Over the preceding months I had established a regular route through the hospital, greeting psychiatrists and medical doctors on my way to meet with patients who were interested in talking to me. Sometimes they just wanted a copy of The Christian Science Monitor, or an issue of the Christian Science Sentinel or The Christian Science Journal. Others wanted to pray together, eager to uplift the veil of mental illness, with which they’d been diagnosed.
During this priceless experience I learned—even through the fog of the aggressive suggestions of incapacity, the inability to think, reason, or act logically or in conformity with what we consider “normal” behavior—to see that the true “base line” of sanity is the evidence of God’s love and intelligence at work.

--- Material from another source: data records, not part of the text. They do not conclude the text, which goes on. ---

//! Client-side prepared statement execution for databases speaking an
//! extended query wire protocol (bind/execute/fetch/suspend/close).
//!
//! # Design
//!
//! - **One executor per invocation**: an [`Executor`] binds parameters to a
//!   fresh server-side portal at construction, runs Execute/Sync/Flush fetch
//!   cycles, and releases the portal when closed.
//! - **Serialized wire access**: a [`Connection`] may be shared across
//!   executors; an internal mutex guarantees at most one request/response
//!   exchange is in flight at a time, since the protocol stream carries no
//!   request identifiers.
//! - **Errors as values**: server errors during a fetch cycle land in
//!   [`Executor::error`] for inspection; only transport failures are returned
//!   as `Err`.
//!
//! # Example
//!
//! ```no_run
//! use std::net::TcpStream;
//! use vertiq::{Connection, Executor, Param};
//!
//! fn main() -> vertiq::Result<()> {
//!     // Stream setup and authentication happen elsewhere.
//!     let stream = TcpStream::connect("localhost:5433")?;
//!     let conn = Connection::new(stream);
//!
//!     let stmt = conn.prepare("s1", "SELECT name FROM users WHERE id = $1")?;
//!
//!     let mut exec = Executor::bind(&conn, &stmt, &[Param::new(23, b"42".to_vec())])?;
//!     exec.execute()?;
//!     if let Some(err) = exec.error() {
//!         eprintln!("query failed: {err}");
//!     } else if let Some(result) = exec.take_result() {
//!         for row in result.rows() {
//!             println!("{:?}", row.get_by_name("name"));
//!         }
//!     }
//!     exec.close()?;
//!
//!     conn.close()
//! }
//! ```

pub mod connection;
pub mod error;
pub mod executor;
pub mod protocol;
pub mod row;
pub mod statement;

pub use connection::Connection;
pub use error::{Error, ErrorFields, Result};
pub use executor::{Executor, QueryResult};
pub use protocol::types::{FormatCode, Oid, TransactionStatus};
pub use row::{Column, Row};
pub use statement::{Param, PreparedStatement};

As a pioneer in religious thought, spiritual healer Mary Baker Eddy revealed how Jesus was so successful in his healing work. She states: “Jesus beheld in Science the perfect man, who appeared to him where sinning mortal man appears to mortals. In this perfect man the Saviour saw God’s own likeness, and this correct view of man healed the sick” (Science and Health with Key to the Scriptures, pp. 476–477). I love Jesus’ assertion—his correct view—of man’s perfection when he said, “Be ye therefore perfect, even as your Father which is in heaven is perfect” (Matthew 5:48). That’s a pretty firm statement. And it surely worked—as he went through his human experience healing the multitudes.

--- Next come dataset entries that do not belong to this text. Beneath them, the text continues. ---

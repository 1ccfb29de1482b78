//! Wire protocol encoding and decoding primitives.
//!
//! All integers are big-endian (network byte order).

use zerocopy::FromBytes;

use crate::error::{Error, Result};

use super::types::{I16BE, I32BE, U16BE, U32BE};

/// Read 1-byte unsigned integer.
#[inline]
pub fn read_u8(data: &[u8]) -> Result<(u8, &[u8])> {
    if data.is_empty() {
        return Err(Error::Protocol("read_u8: empty buffer".into()));
    }
    Ok((data[0], &data[1..]))
}

/// Read 2-byte big-endian signed integer.
#[inline]
pub fn read_i16(data: &[u8]) -> Result<(i16, &[u8])> {
    if data.len() < 2 {
        return Err(Error::Protocol(format!(
            "read_i16: buffer too short: {} < 2",
            data.len()
        )));
    }
    let value = I16BE::ref_from_bytes(&data[..2])
        .map_err(|e| Error::Protocol(format!("read_i16: {e:?}")))?
        .get();
    Ok((value, &data[2..]))
}

/// Read 2-byte big-endian unsigned integer.
#[inline]
pub fn read_u16(data: &[u8]) -> Result<(u16, &[u8])> {
    if data.len() < 2 {
        return Err(Error::Protocol(format!(
            "read_u16: buffer too short: {} < 2",
            data.len()
        )));
    }
    let value = U16BE::ref_from_bytes(&data[..2])
        .map_err(|e| Error::Protocol(format!("read_u16: {e:?}")))?
        .get();
    Ok((value, &data[2..]))
}

/// Read 4-byte big-endian signed integer.
#[inline]
pub fn read_i32(data: &[u8]) -> Result<(i32, &[u8])> {
    if data.len() < 4 {
        return Err(Error::Protocol(format!(
            "read_i32: buffer too short: {} < 4",
            data.len()
        )));
    }
    let value = I32BE::ref_from_bytes(&data[..4])
        .map_err(|e| Error::Protocol(format!("read_i32: {e:?}")))?
        .get();
    Ok((value, &data[4..]))
}

/// Read 4-byte big-endian unsigned integer.
#[inline]
pub fn read_u32(data: &[u8]) -> Result<(u32, &[u8])> {
    if data.len() < 4 {
        return Err(Error::Protocol(format!(
            "read_u32: buffer too short: {} < 4",
            data.len()
        )));
    }
    let value = U32BE::ref_from_bytes(&data[..4])
        .map_err(|e| Error::Protocol(format!("read_u32: {e:?}")))?
        .get();
    Ok((value, &data[4..]))
}

/// Read null-terminated string bytes.
/// Returns the string bytes (without the null terminator) and remaining data.
#[inline]
pub fn read_cstring(data: &[u8]) -> Result<(&[u8], &[u8])> {
    match memchr::memchr(0, data) {
        Some(pos) => Ok((&data[..pos], &data[pos + 1..])),
        None => Err(Error::Protocol(
            "read_cstring: no null terminator found".into(),
        )),
    }
}

/// Read null-terminated string as &str.
#[inline]
pub fn read_cstr(data: &[u8]) -> Result<(&str, &[u8])> {
    let (bytes, rest) = read_cstring(data)?;
    let s = simdutf8::basic::from_utf8(bytes)
        .map_err(|e| Error::Protocol(format!("read_cstr: invalid UTF-8: {e}")))?;
    Ok((s, rest))
}

/// Message builder helper that handles the length field.
///
/// Message format:
/// - Type byte (1 byte) - NOT included in length
/// - Length (4 bytes) - includes itself
/// - Payload (Length - 4 bytes)
pub struct MessageBuilder<'a> {
    buf: &'a mut Vec<u8>,
    start: usize,
}

impl<'a> MessageBuilder<'a> {
    /// Start building a message with a type byte.
    pub fn new(buf: &'a mut Vec<u8>, type_byte: u8) -> Self {
        buf.push(type_byte);
        let start = buf.len();
        buf.extend_from_slice(&[0, 0, 0, 0]); // Placeholder for length
        Self { buf, start }
    }

    /// Write a u8.
    pub fn write_u8(&mut self, value: u8) {
        self.buf.push(value);
    }

    /// Write an i16.
    pub fn write_i16(&mut self, value: i16) {
        self.buf.extend_from_slice(&value.to_be_bytes());
    }

    /// Write an i32.
    pub fn write_i32(&mut self, value: i32) {
        self.buf.extend_from_slice(&value.to_be_bytes());
    }

    /// Write raw bytes.
    pub fn write_bytes(&mut self, data: &[u8]) {
        self.buf.extend_from_slice(data);
    }

    /// Write null-terminated string.
    pub fn write_cstr(&mut self, s: &str) {
        self.buf.extend_from_slice(s.as_bytes());
        self.buf.push(0);
    }

    /// Finish building the message and fill in the length field.
    pub fn finish(self) {
        let len = (self.buf.len() - self.start) as i32;
        self.buf[self.start..self.start + 4].copy_from_slice(&len.to_be_bytes());
    }
}

#[cfg(test)]
mod tests {
    use super::*;

    #[test]
    fn cstring_round_trip() {
        let data = b"portal1\0rest";
        let (s, rest) = read_cstr(data).unwrap();
        assert_eq!(s, "portal1");
        assert_eq!(rest, b"rest");
    }

    #[test]
    fn cstring_missing_terminator() {
        assert!(read_cstring(b"no terminator").is_err());
    }

    #[test]
    fn builder_length_field() {
        let mut buf = Vec::new();
        let mut msg = MessageBuilder::new(&mut buf, b'E');
        msg.write_cstr("p");
        msg.write_i32(0);
        msg.finish();

        assert_eq!(buf[0], b'E');
        let len = i32::from_be_bytes([buf[1], buf[2], buf[3], buf[4]]);
        assert_eq!(len as usize, buf.len() - 1);
    }
}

In my duty as chaplain, I was there to comfort others with the universal laws of God, good; but when I look back on that experience, I remember a meaningful insight that has truly comforted me over the years.
No matter how heavy the weight that tries to hypnotize spiritual seekers across the globe, how much greater is the call for us to heal “by prayer and fasting”
(Matthew 17:21).
Before I left the hospital on that particular day, I was standing in a stairwell, when tears suddenly began to well up. I was momentarily overcome by what some of these patients, who had become my friends, seemed to be going through. I stopped right there on the stairs and prayed to our Father-Mother God to show me why my prayers hadn’t lifted up all the patients out of this mesmerism, this lie of separation from God’s Love—His intelligence and stability.

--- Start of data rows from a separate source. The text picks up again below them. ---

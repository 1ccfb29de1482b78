//! Prepared statement handles and bind-time parameters.

use std::sync::Arc;

use crate::protocol::types::Oid;
use crate::row::Column;

/// Handle to a server-side prepared statement.
///
/// Produced by [`Connection::prepare`](crate::Connection::prepare); referenced
/// (not owned) by each [`Executor`](crate::Executor) that binds a portal to it.
#[derive(Debug, Clone)]
pub struct PreparedStatement {
    pub(crate) name: String,
    pub(crate) sql: String,
    pub(crate) param_oids: Vec<Oid>,
    pub(crate) columns: Arc<[Column]>,
}

impl PreparedStatement {
    /// Server-side statement name.
    pub fn name(&self) -> &str {
        &self.name
    }

    /// SQL text, kept for diagnostics.
    pub fn sql(&self) -> &str {
        &self.sql
    }

    /// Declared parameter type OIDs.
    pub fn param_oids(&self) -> &[Oid] {
        &self.param_oids
    }

    /// Column metadata, empty if the statement returns no rows.
    pub fn columns(&self) -> &[Column] {
        &self.columns
    }
}

/// One bind-time parameter: a declared type and an encoded value.
///
/// Encoding values for the wire is the caller's concern; `None` is SQL NULL.
#[derive(Debug, Clone)]
pub struct Param {
    /// Declared type OID
    pub type_oid: Oid,
    /// Encoded value bytes, `None` for NULL
    pub value: Option<Vec<u8>>,
}

impl Param {
    /// A non-NULL parameter.
    pub fn new(type_oid: Oid, value: Vec<u8>) -> Self {
        Self {
            type_oid,
            value: Some(value),
        }
    }

    /// A NULL parameter of the given declared type.
    pub fn null(type_oid: Oid) -> Self {
        Self {
            type_oid,
            value: None,
        }
    }
}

It was then that God’s angel message came to me. The message was in the form of something I remembered from Sunday School, when I was a boy, from John 11:35, just two simple words: “Jesus wept.” For the very first time I understood that Jesus wept, too— overtaken with despair over the passing of his dear friend Lazarus. It seemed to me that in that fleeting moment, the sheer weight of the human scene tried to pull Jesus down and sadden him—that persistent mortal material thinking that would attempt to convince one to accept sin, disease, or death as reality. But as I stood there in the stairwell, something else occurred to me. Jesus quickly recovered. He knew the absolute truth—the perfection of God’s man. And in demonstration of the unreality of that triad of evil, he raised Lazarus from the tomb.
Those words “Jesus wept” had new meaning for me. They were no longer just a memory from a long-ago time in Sunday School. I understood the pull of despair in seeing the world’s resistance to the healing truth that Jesus taught. Deep within me I felt a strong conviction of how much more consistently—how much more joyfully—I needed to work and pray to uplift myself and others.
No matter how heavy the weight that tries to hypnotize spiritual seekers across the globe, how much greater is the call for us to heal “by prayer and fasting” (Matthew 17:21).
The reminder of Jesus’ momentary tears, his deep love for his friend Lazarus, and the raising of that friend from the tomb, has had an ongoing influence on my own experience. One doesn’t have to be a Christian Science chaplain to see through the claim of suffering. In our daily rounds we can welcome the opportunity to acknowledge that the Father compels us to “take ye away the stone” (John 11:39) whenever we are tempted to see a mortal, material view of life, where the image of sin, disease, or death confronts us.
With honest and fearless hearts we can go forward, led by God—as this verse from one of my favorite hymns promises:
The Great Physician liveth yet
Thy friend and guide to be;
The Healer by Gennesaret
Shall walk the rounds with thee.
(John Greenleaf Whittier, Christian Science Hymnal, No. 96)
By holding in thought that precious example of the Master, healing all who came to him for help, we can all “walk the rounds” knowing that God, the great Physician, is with us every step of the way.